What is required
Copy out each line below containing "stack".

───── Supplied material ─────

impl GameState {
    /// Build and validate the opening state.
    ///
    /// Fails with [`EngineError::Configuration`] when the setup names
    /// unknown cards or zones, binds a zone outside its Age, uses a slot
    /// outside the board, or gives a score track that does not sum to the
    /// crown pool.
    pub fn from_setup(
        catalog: Arc<Catalog>,
        setup: GameSetup,
        rng: Box<dyn ShuffleProvider>,
    ) -> Result<Self> {
        let GameSetup {
            players: seats,
            zones: overrides,
            deck,
            discard,
            hourglass,
            rules,
        } = setup;

        if seats.is_empty() || seats.len() > 255 {
            return Err(EngineError::config(format!(
                "a game needs 1 to 255 players, got {}",
                seats.len()
            )));
        }

        let check_slot = |slot: Slot, what: &str| {
            if slot.is_valid() {
                Ok(())
            } else {
                Err(EngineError::config(format!("{} uses {} outside the board", what, slot)))
            }
        };
        let check_cards = |cards: &[CardId], what: &str| match cards
            .iter()
            .find(|c| !catalog.cards().contains(**c))
        {
            Some(card) => Err(EngineError::config(format!("{} contains unknown {}", what, card))),
            None => Ok(()),
        };

        let mut bindings = catalog.default_bindings();
        for (slot, id) in overrides {
            check_slot(slot, "zone binding")?;
            let def = catalog
                .zone(id)
                .ok_or_else(|| EngineError::config(format!("unknown zone definition {}", id)))?;
            if def.age != slot.age() {
                return Err(EngineError::config(format!(
                    "{} ({}) cannot be bound to {} ({})",
                    def.name,
                    def.age,
                    slot,
                    slot.age()
                )));
            }
            bindings[slot.index()] = id;
        }
        let mut zones = ZoneTable::new(bindings);
        for (slot, value) in hourglass {
            check_slot(slot, "hourglass override")?;
            zones.set_hourglass(slot, value);
        }

        let mut rng = rng;
        let deck = match deck {
            Some(cards) => {
                check_cards(&cards, "deck")?;
                cards.into_iter().collect()
            }
            None => {
                let mut cards = catalog.default_deck().to_vec();
                rng.shuffle(&mut cards);
                cards.into_iter().collect()
            }
        };
        check_cards(&discard, "discard pile")?;

        let mut players = Vec::with_capacity(seats.len());
        let mut to_deal = Vec::new();
        for (seat, config) in seats.into_iter().enumerate() {
            let id = PlayerId::new(seat as u8);
            let track = config
                .score_track
                .unwrap_or([rules.crown_pool, 0, 0, 0]);
            let track = ScoreTrack::new(track);
            if track.total() != u32::from(rules.crown_pool) {
                return Err(EngineError::config(format!(
                    "{} score track {:?} does not sum to {}",
                    id,
                    track.as_array(),
                    rules.crown_pool
                )));
            }

            let mut player = Player::new(id, track);
            player.coins = config.coins.unwrap_or(rules.starting_coins);
            if let Some(zone) = config.zone {
                check_slot(zone, "starting zone")?;
                player.zone = zone;
            }
            for slot in config.bases {
                check_slot(slot, "base")?;
                player.bases.insert(slot);
            }
            if let Some(hq) = config.hq {
                check_slot(hq, "HQ")?;
                player.hq = Some(hq);
            }
            for (category, card) in config.perpetuals {
                check_cards(&[card], "perpetuals")?;
                player.add_perpetual(category, card);
            }
            match config.hand {
                Some(hand) => {
                    check_cards(&hand, "hand")?;
                    player.hand = hand.into_iter().collect();
                }
                None => to_deal.push(id),
            }
            players.push(player);
        }

        let turn_order = players.iter().map(|p| p.id).collect();
        let mut state = Self {
            players: PlayerMap::from_vec(players),
            turn_order,
            active: 0,
            turn_number: 1,
            phase: Phase::AwaitingVisit,
            actions_remaining: rules.actions_per_turn,
            extra_turns: 0,
            deck,
            discard: discard.into_iter().collect(),
            in_play: Vector::new(),
            zones,
            pending: None,
            stack: ResolutionStack::new(),
            rng,
            catalog,
            log: GameLog::new(rules.verbosity),
            rules,
            history: Vector::new(),
        };

        let hand_size = state.rules.starting_hand as u32;
        for id in to_deal {
            state.draw(id, hand_size);
        }

        let count = state.players.player_count();
        state.note(Verbosity::Minimal, LogCategory::Turn, None, || {
            format!("Game started with {} players", count)
        });
        Ok(state)
    }

    // === Reads ===

    #[must_use]
    pub fn player_count(&self) -> usize {
        self.players.player_count()
    }

    pub fn player(&self, player: PlayerId) -> Result<&Player> {
        if self.players.contains(player) {
            Ok(&self.players[player])
        } else {
            Err(EngineError::illegal(format!("no such player: {}", player)))
        }
    }

    #[must_use]
    pub fn players(&self) -> &PlayerMap<Player> {
        &self.players
    }

    #[must_use]
    pub fn turn_order(&self) -> &[PlayerId] {
        &self.turn_order
    }

    #[must_use]
    pub fn active_player(&self) -> PlayerId {
        self.turn_order[self.active]
    }

    #[must_use]
    pub fn phase(&self) -> Phase {
        self.phase
    }

    #[must_use]
    pub fn turn_number(&self) -> u32 {
        self.turn_number
    }

    #[must_use]
    pub fn actions_remaining(&self) -> u32 {
        self.actions_remaining
    }

    #[must_use]
    pub fn extra_turns(&self) -> u32 {
        self.extra_turns
    }

    #[must_use]
    pub fn deck(&self) -> &Vector<CardId> {
        &self.deck
    }

    #[must_use]
    pub fn discard_pile(&self) -> &Vector<CardId> {
        &self.discard
    }

    #[must_use]
    pub fn in_play(&self) -> &Vector<CardId> {
        &self.in_play
    }

    #[must_use]
    pub fn zones(&self) -> &ZoneTable {
        &self.zones
    }

    /// Definition currently bound to `slot`.
    #[must_use]
    pub fn zone_definition(&self, slot: Slot) -> Option<&ZoneDefinition> {
        if !slot.is_valid() {
            return None;
        }
        self.catalog.zone(self.zones.binding(slot))
    }

    #[must_use]
    pub fn pending(&self) -> Option<&PendingChoice> {
        self.pending.as_ref()
    }

    #[must_use]
    pub fn stack(&self) -> &ResolutionStack {
        &self.stack
    }

    #[must_use]
    pub fn catalog(&self) -> &Catalog {
        &self.catalog
    }

    #[must_use]
    pub fn rules(&self) -> &RulesConfig {
        &self.rules
    }

    #[must_use]
    pub fn log(&self) -> &GameLog {
        &self.log
    }

    #[must_use]
    pub fn history(&self) -> &Vector<CommandRecord> {
        &self.history
    }

    /// Every card in the game: deck, discard, in play, hands and perpetuals.
    #[must_use]
    pub fn card_total(&self) -> usize {
        let held: usize = self
            .players
            .iter()
            .map(|(_, p)| p.hand.len() + p.perpetual_total())
            .sum();
        self.deck.len() + self.discard.len() + self.in_play.len() + held
    }

    /// Display name of a card, falling back to its id.
    #[must_use]
    pub fn card_name(&self, card: CardId) -> String {
        self.catalog
            .card(card)
            .map_or_else(|| card.to_string(), |def| def.name.clone())
    }

    /// The player after `player` in turn order.
    #[must_use]
    pub fn next_player(&self, player: PlayerId) -> PlayerId {
        let pos = self
            .turn_order
            .iter()
            .position(|p| *p == player)
            .unwrap_or(0);
        self.turn_order[(pos + 1) % self.turn_order.len()]
    }

    /// Turn order starting at `first`.
    #[must_use]
    pub fn order_from(&self, first: PlayerId) -> Vec<PlayerId> {
        let pos = self
            .turn_order
            .iter()
            .position(|p| *p == first)
            .unwrap_or(0);
        let n = self.turn_order.len();
        (0..n).map(|i| self.turn_order[(pos + i) % n]).collect()
    }

    // === Mutation ===

    pub(crate) fn player_mut(&mut self, player: PlayerId) -> &mut Player {
        &mut self.players[player]
    }

    pub(crate) fn note(
        &mut self,
        level: Verbosity,
        category: LogCategory,
        player: Option<PlayerId>,
        message: impl FnOnce() -> String,
    ) {
        let turn = self.turn_number;
        self.log.record(level, category, turn, player, message);
    }

    /// Draw up to `count` cards, reshuffling the discard pile into the
    /// deck whenever the deck runs out. Returns how many were drawn.
    pub(crate) fn draw(&mut self, player: PlayerId, count: u32) -> u32 {
        let mut drawn = 0;
        for _ in 0..count {
            if self.deck.is_empty() && !self.reshuffle() {
                break;
            }
            let Some(card) = self.deck.pop_front() else {
                break;
            };
            self.players[player].hand.push_back(card);
            drawn += 1;
        }
        drawn
    }

    fn reshuffle(&mut self) -> bool {
        if self.discard.is_empty() {
            return false;
        }
        let mut cards: Vec<CardId> = std::mem::take(&mut self.discard).into_iter().collect();
        self.rng.shuffle(&mut cards);
        let count = cards.len();
        self.deck = cards.into_iter().collect();
        self.note(Verbosity::Verbose, LogCategory::Effect, None, || {
            format!("Reshuffled {} discarded cards into the deck", count)
        });
        true
    }

    /// Remove the hand card at `index`.
    pub(crate) fn take_from_hand(&mut self, player: PlayerId, index: usize) -> Result<CardId> {
        let hand = &mut self.players[player].hand;
        if index >= hand.len() {
            return Err(EngineError::illegal(format!(
                "{} has no card at index {} (hand size {})",
                player,
                index,
                hand.len()
            )));
        }
        Ok(hand.remove(index))
    }

    /// Move the given hand cards to the discard pile, lowest index first.
    /// Indices must be distinct and in range.
    pub(crate) fn discard_from_hand(&mut self, player: PlayerId, indices: &[usize]) -> Result<u32> {
        let mut sorted = indices.to_vec();
        sorted.sort_unstable();
        sorted.dedup();
        let hand_size = self.players[player].hand.len();
        if sorted.len() != indices.len() || sorted.last().is_some_and(|i| *i >= hand_size) {
            return Err(EngineError::script(format!(
                "bad discard indices {:?} for hand size {}",
                indices, hand_size
            )));
        }

        let hand = &mut self.players[player].hand;
        let mut removed: Vec<CardId> = sorted.iter().rev().map(|i| hand.remove(*i)).collect();
        removed.reverse();
        let count = removed.len() as u32;
        self.discard.extend(removed);
        Ok(count)
    }

    /// Find a bound hand card: at its remembered index if still there,
    /// otherwise its first copy.
    pub(crate) fn locate_in_hand(&self, player: PlayerId, index: usize, card: CardId) -> Option<usize> {
        let hand = &self.players[player].hand;
        if hand.get(index) == Some(&card) {
            Some(index)
        } else {
            hand.index_of(&card)
        }
    }
}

─────

Exercise response
            stack: ResolutionStack::new(),
    pub fn stack(&self) -> &ResolutionStack {
        &self.stack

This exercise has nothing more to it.